Deniz Baykal'ın, genel başkanlıktan ayrılmasına neden olan "operasyon"dan hükümeti sorumlu tutması tamamen politik bir manevraydı.

İşaret parmağıyla hükümeti gösterirken buna kendisi de inanmıyordu.

Kurultay öncesinde "O dünya" diyerek, aslında uğradığı "operasyonun" adresine de gönderme yapmış oldu!

*

Baykal Operasyonu'nu yaptıktan sonra...

Sav'ın eliyle Kemal Bey'i CHP'nin başına getirenler bir süre sonra Önder "Somer"i de sahneden çektiler.

Önder Sav'ın tasfiye edilmek suretiyle "oyundan alınması" onun CHP'deki işlevinin tamamen sona erdiği anlamına gelmiyordu.

Yani?

Gürsel Tekin'in kurultayda "en fazla çizilen isim" olarak yara alması, yeterince dikkat çekicidir.

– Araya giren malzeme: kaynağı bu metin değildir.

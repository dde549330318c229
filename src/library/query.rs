use crate::db::models::Sample;
use std::borrow::Borrow;
use std::cmp::Ordering;

#[derive(Debug, Clone, Copy, PartialEq, Eq, clap::ValueEnum)]
pub enum SortKey {
    Name,
    Size,
    DateCreated,
    SampleRate,
    BitDepth,
    Format,
    Length,
}

#[derive(Debug, Clone, Copy, PartialEq, Eq, Default)]
pub enum SortOrder {
    #[default]
    Ascending,
    Descending,
}

/// Case-insensitive substring match against the searchable fields.
///
/// An empty (or all-whitespace) query matches everything.
pub fn matches(sample: &Sample, query: &str) -> bool {
    let needle = query.trim().to_lowercase();
    if needle.is_empty() {
        return true;
    }

    if sample.display_name().to_lowercase().contains(&needle) {
        return true;
    }
    if sample.tags.iter().any(|t| t.to_lowercase().contains(&needle)) {
        return true;
    }
    if let Some(format) = &sample.format {
        if format.to_lowercase().contains(&needle) {
            return true;
        }
    }
    if let Some(rate) = sample.sample_rate {
        if (rate as i64).to_string().contains(&needle) {
            return true;
        }
    }
    if let Some(bits) = sample.bit_depth {
        if bits.to_string().contains(&needle) {
            return true;
        }
    }
    if let Some(secs) = sample.duration_seconds {
        if format!("{secs:.2}").contains(&needle) {
            return true;
        }
    }
    false
}

/// Keep the samples matching `query`, in their current order.
pub fn filter<'a>(samples: &'a [Sample], query: &str) -> Vec<&'a Sample> {
    samples.iter().filter(|s| matches(s, query)).collect()
}

/// Ascending comparison for `key`. Absent values order before present ones.
pub fn compare(a: &Sample, b: &Sample, key: SortKey) -> Ordering {
    match key {
        SortKey::Name => compare_text(&a.display_name(), &b.display_name()),
        SortKey::Size => a.file_size_bytes.cmp(&b.file_size_bytes),
        SortKey::DateCreated => a.file_created.cmp(&b.file_created),
        SortKey::SampleRate => compare_float(a.sample_rate, b.sample_rate),
        SortKey::BitDepth => a.bit_depth.cmp(&b.bit_depth),
        SortKey::Format => match (&a.format, &b.format) {
            (None, None) => Ordering::Equal,
            (None, Some(_)) => Ordering::Less,
            (Some(_), None) => Ordering::Greater,
            (Some(x), Some(y)) => compare_text(x, y),
        },
        SortKey::Length => compare_float(a.duration_seconds, b.duration_seconds),
    }
}

/// Stable sort. Descending is the exact reversal of the ascending comparison,
/// so absent values end up last when descending.
pub fn sort<S: Borrow<Sample>>(items: &mut [S], key: SortKey, order: SortOrder) {
    items.sort_by(|a, b| {
        let ord = compare(a.borrow(), b.borrow(), key);
        match order {
            SortOrder::Ascending => ord,
            SortOrder::Descending => ord.reverse(),
        }
    });
}

fn compare_text(a: &str, b: &str) -> Ordering {
    a.to_lowercase().cmp(&b.to_lowercase())
}

fn compare_float(a: Option<f64>, b: Option<f64>) -> Ordering {
    match (a, b) {
        (None, None) => Ordering::Equal,
        (None, Some(_)) => Ordering::Less,
        (Some(_), None) => Ordering::Greater,
        (Some(x), Some(y)) => x.total_cmp(&y),
    }
}

#[cfg(test)]
mod tests {
    use super::*;

    fn sample(name: &str, rate: Option<f64>, secs: Option<f64>) -> Sample {
        let mut s = Sample::new(format!("/lib/{name}"), vec![]);
        s.sample_rate = rate;
        s.duration_seconds = secs;
        s.format = name.rsplit('.').next().map(str::to_string);
        s
    }

    fn names(items: &[&Sample]) -> Vec<String> {
        items.iter().map(|s| s.display_name()).collect()
    }

    #[test]
    fn test_filter_fields() {
        let mut kick = sample("Kick_01.wav", Some(48000.0), Some(2.5));
        kick.bit_depth = Some(24);
        kick.tags = vec!["Drums".into()];
        let pad = sample("pad.flac", Some(44100.0), Some(12.0));
        let all = vec![kick, pad];

        assert_eq!(names(&filter(&all, "kick")), vec!["Kick_01.wav"]);
        assert_eq!(names(&filter(&all, "drums")), vec!["Kick_01.wav"]);
        assert_eq!(names(&filter(&all, "FLAC")), vec!["pad.flac"]);
        assert_eq!(names(&filter(&all, "44100")), vec!["pad.flac"]);
        assert_eq!(names(&filter(&all, "24")), vec!["Kick_01.wav"]);
        assert_eq!(names(&filter(&all, "2.50")), vec!["Kick_01.wav"]);
        assert_eq!(names(&filter(&all, "12.00")), vec!["pad.flac"]);
        assert_eq!(filter(&all, "").len(), 2);
        assert_eq!(filter(&all, "   ").len(), 2);
        assert!(filter(&all, "vocal").is_empty());
    }

    #[test]
    fn test_sort_absent_first_ascending_last_descending() {
        let all = vec![
            sample("b.wav", Some(48000.0), None),
            sample("a.wav", None, None),
            sample("c.wav", Some(44100.0), None),
        ];
        let mut view: Vec<&Sample> = all.iter().collect();

        sort(&mut view, SortKey::SampleRate, SortOrder::Ascending);
        assert_eq!(names(&view), vec!["a.wav", "c.wav", "b.wav"]);

        sort(&mut view, SortKey::SampleRate, SortOrder::Descending);
        assert_eq!(names(&view), vec!["b.wav", "c.wav", "a.wav"]);
    }

    #[test]
    fn test_sort_name_case_insensitive() {
        let all = vec![
            sample("snare.wav", None, None),
            sample("Kick.wav", None, None),
            sample("hat.wav", None, None),
        ];
        let mut view: Vec<&Sample> = all.iter().collect();
        sort(&mut view, SortKey::Name, SortOrder::Ascending);
        assert_eq!(names(&view), vec!["hat.wav", "Kick.wav", "snare.wav"]);
    }

    #[test]
    fn test_sort_is_idempotent() {
        let all = vec![
            sample("x.wav", Some(44100.0), Some(1.0)),
            sample("y.wav", Some(44100.0), Some(2.0)),
            sample("z.wav", None, Some(1.0)),
            sample("w.mp3", Some(48000.0), None),
        ];
        for key in [
            SortKey::Name,
            SortKey::Size,
            SortKey::DateCreated,
            SortKey::SampleRate,
            SortKey::BitDepth,
            SortKey::Format,
            SortKey::Length,
        ] {
            for order in [SortOrder::Ascending, SortOrder::Descending] {
                let mut once: Vec<&Sample> = all.iter().collect();
                sort(&mut once, key, order);
                let mut twice = once.clone();
                sort(&mut twice, key, order);
                assert_eq!(names(&once), names(&twice), "{key:?} {order:?}");
            }
        }
    }

    #[test]
    fn test_sort_format_absent_first() {
        let mut none = sample("noext", None, None);
        none.format = None;
        let all = vec![sample("a.wav", None, None), none, sample("b.aiff", None, None)];
        let mut view: Vec<&Sample> = all.iter().collect();
        sort(&mut view, SortKey::Format, SortOrder::Ascending);
        assert_eq!(names(&view), vec!["noext", "b.aiff", "a.wav"]);
    }
}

Üstüne bir de "kadın kotasına uyulmadığı" gerekçesiyle yapılan itiraz eklendi.

Evet, bu itiraz reddedildi ama burada Gürsel Tekin'e yönelik "asıl itiraz" önemlidir.

Adresi de bellidir.

*

Kemal Bey, genel seçim öncesinde CHP'yi Süheyl Batum ve Gürsel Tekin'le birlikte yönetecek.

Süheyl Batum, yakın geçmişte Cindoruk'un DP'sinin kapısından dönmüş bir simadır.

Mayıs kurultayıyla birlikte CHP'ye monte edilen Süheyl Bey, altı ay sonra da Genel Sekreterlik koltuğuna oturdu.

*

Kemal Kılıçdaroğlu, genel seçimde "arzu edilen" neticeyi alamazsa koltuğunda durmayacağını birkaç kez beyan etti.

Bu durumda, "CHP'yi dizayn eden merkez" Kemal Bey'i oyundan çıkarıp, "rezerv" isimlerinden birisini genel başkanlık koltuğuna "yeni bir rüzgar"la oturtacaktır.

Bu kişi, Süheyl Batum, Umut Oran veya bir başka isim olabilir.